L'arrêté du 23 août 2023 portant approbation de l'avenant 7 à la convention nationale des masseurs-kinésithérapeutes (MKT) précisent que les MKT peuvent avoir recours à la téléexpertise et la facturer à l'Assurance maladie. (https://www.ameli.fr/cotes-d-armor/masseur-kinesitherapeute/exercice-liberal/telesanteteleexpertise#:~:text=Les%20masseurs%2Dkin%C3%A9sith%C3%A9rapeutes%20peuvent%20avoir,face%20%C3%A0%20une%20situation%20donn%C3%A9e.)
Quel est le rôle du MKT ?
Le recours à la téléexpertise est apprécié au cas par cas par le masseur-kinésithérapeute requérant. L'opportunité de sa réalisation relève de la responsabilité du professionnel médical requis. La téléexpertise doit être réalisée dans des conditions permettant de garantir à la fois la confidentialité des échanges entre le masseur-kinésithérapeute requérant et le professionnel médical requis ainsi que la sécurisation des données transmises. L'acte de téléexpertise doit faire l'objet d'un compte-rendu établi par le professionnel médical requis qu'il archive dans son propre dossier patient et qui doit être transmis au professionnel de santé requérant ayant sollicité l'acte. Le compte-rendu est intégré dans Mon Espace santé du patient lorsqu'il est ouvert.
Pour quels patients ?
Tous les patients peuvent bénéficier de téléexpertise.
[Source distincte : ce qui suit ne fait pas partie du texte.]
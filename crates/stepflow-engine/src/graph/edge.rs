use std::fmt;
use std::sync::Arc;

use serde_json::Value;

use stepflow_core::types::ExecutionContext;

/// Predicate over the current context. Must be pure and must not block.
pub type Predicate = Arc<dyn Fn(&ExecutionContext) -> bool + Send + Sync>;

/// An edge connecting two nodes in the execution graph.
#[derive(Clone)]
pub struct Edge {
    /// Source node id.
    pub from: String,
    /// Target node id.
    pub to: String,
    /// Condition that must be true to traverse this edge.
    pub condition: EdgeCondition,
    /// Optional label, only used for display.
    pub label: Option<String>,
}

/// Condition for traversing an edge.
#[derive(Clone, Default)]
pub enum EdgeCondition {
    /// Always traverse this edge.
    #[default]
    Always,
    /// Traverse if a simple expression matches.
    /// See [`evaluate_condition`] for the supported forms.
    Expr(String),
    /// Traverse if the predicate returns true.
    Predicate(Predicate),
}

impl EdgeCondition {
    pub fn is_unconditional(&self) -> bool {
        matches!(self, Self::Always)
    }

    pub fn evaluate(&self, ctx: &ExecutionContext) -> bool {
        match self {
            Self::Always => true,
            Self::Expr(expr) => evaluate_condition(expr, ctx),
            Self::Predicate(p) => p(ctx),
        }
    }
}

impl fmt::Debug for EdgeCondition {
    fn fmt(&self, f: &mut fmt::Formatter<'_>) -> fmt::Result {
        match self {
            Self::Always => write!(f, "Always"),
            Self::Expr(expr) => f.debug_tuple("Expr").field(expr).finish(),
            Self::Predicate(_) => write!(f, "Predicate(..)"),
        }
    }
}

impl fmt::Debug for Edge {
    fn fmt(&self, f: &mut fmt::Formatter<'_>) -> fmt::Result {
        f.debug_struct("Edge")
            .field("from", &self.from)
            .field("to", &self.to)
            .field("condition", &self.condition)
            .field("label", &self.label)
            .finish()
    }
}

impl Edge {
    /// Create an unconditional edge.
    pub fn always(from: impl Into<String>, to: impl Into<String>) -> Self {
        Self {
            from: from.into(),
            to: to.into(),
            condition: EdgeCondition::Always,
            label: None,
        }
    }

    /// Create an edge guarded by a predicate.
    pub fn when<P>(from: impl Into<String>, to: impl Into<String>, predicate: P) -> Self
    where
        P: Fn(&ExecutionContext) -> bool + Send + Sync + 'static,
    {
        Self {
            from: from.into(),
            to: to.into(),
            condition: EdgeCondition::Predicate(Arc::new(predicate)),
            label: None,
        }
    }

    /// Create an edge guarded by an expression.
    pub fn conditional(
        from: impl Into<String>,
        to: impl Into<String>,
        expr: impl Into<String>,
    ) -> Self {
        Self {
            from: from.into(),
            to: to.into(),
            condition: EdgeCondition::Expr(expr.into()),
            label: None,
        }
    }

    /// Set the label.
    pub fn with_label(mut self, label: impl Into<String>) -> Self {
        self.label = Some(label.into());
        self
    }

    /// Whether this edge may be taken from the given context.
    pub fn matches(&self, ctx: &ExecutionContext) -> bool {
        self.condition.evaluate(ctx)
    }
}

/// Evaluate a simple conditional expression against context data.
///
/// Supported expressions:
/// - `exists key`: key is present
/// - `key contains "substr"`: substring match on string values
/// - `key == "value"` / `key != "value"`: equality; the right side may be a
///   quoted string, a number, `true`/`false` or `null`
/// - `key < 3`, `key <= 3`, `key > 3`, `key >= 3`: numeric comparison
///
/// Returns `false` for unparseable expressions and for missing keys.
pub fn evaluate_condition(expr: &str, ctx: &ExecutionContext) -> bool {
    let expr = expr.trim();

    // exists key
    if let Some(key) = expr.strip_prefix("exists ") {
        return ctx.contains_key(key.trim());
    }

    // key contains "value"
    if let Some((key, substr)) = parse_operator(expr, " contains ") {
        return ctx
            .get_str(key)
            .is_some_and(|s| s.contains(unquote(substr)));
    }

    // key != value
    if let Some((key, value)) = parse_operator(expr, "!=") {
        return ctx.get(key).is_some_and(|v| !literal_eq(v, value));
    }

    // key == value
    if let Some((key, value)) = parse_operator(expr, "==") {
        return ctx.get(key).is_some_and(|v| literal_eq(v, value));
    }

    // Two-character operators first so `<=` isn't read as `<`.
    for op in ["<=", ">=", "<", ">"] {
        if let Some((key, value)) = parse_operator(expr, op) {
            let (Some(lhs), Ok(rhs)) = (ctx.get(key).and_then(Value::as_f64), value.parse::<f64>())
            else {
                return false;
            };
            return match op {
                "<=" => lhs <= rhs,
                ">=" => lhs >= rhs,
                "<" => lhs < rhs,
                _ => lhs > rhs,
            };
        }
    }

    false
}

/// Parse `key OP value` expressions, returning (key, value).
fn parse_operator<'a>(expr: &'a str, op: &str) -> Option<(&'a str, &'a str)> {
    let (key, val) = expr.split_once(op)?;
    let key = key.trim();
    if key.is_empty() || key.contains(char::is_whitespace) {
        return None;
    }
    Some((key, val.trim()))
}

fn unquote(s: &str) -> &str {
    s.trim_matches('"')
}

/// Compare a context value against a literal from an expression.
fn literal_eq(value: &Value, literal: &str) -> bool {
    if literal.starts_with('"') {
        return value.as_str() == Some(unquote(literal));
    }
    match literal {
        "true" => value.as_bool() == Some(true),
        "false" => value.as_bool() == Some(false),
        "null" => value.is_null(),
        _ => match (value.as_f64(), literal.parse::<f64>()) {
            (Some(lhs), Ok(rhs)) => lhs == rhs,
            // Bare words compare as strings
            _ => value.as_str() == Some(literal),
        },
    }
}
Ils doivent être informés sur les conditions de réalisation de la téléexpertise et avoir donné leur consentement après avoir reçu ces informations.
CONCLUSIONS
Si la rémunération de la téléexpertise par l'Assurance maladie est actuellement limitée aux médecins, sage-femmes, orthophonistes, orthoptistes, IDEL, IPA et masseurs-kinésithérapeutes, d'autres professions non-médicales sont en négociations conventionnelles avec l'Assurance maladie, notamment les opticiens-lunetiers et les audioprothésistes. Il serait funeste pour cette pratique distancielle de télésanté, qui est en train de structurer les nouvelles organisations professionnelles de la médecine du 21ème siècle dans le but d'améliorer l'accès aux soins et leur continuité, que son développement soit empêché par une décision du Parlement dans la future LFSS 2025 sur la base d'arguments discutables et douteux. Il revient aux sociétés médicales savantes, à travers leur conseil national professionnel (CNP) et en collaboration avec la HAS, de faire évoluer ces nouvelles pratiques et organisations professionnelles si cela s'avère nécessaire.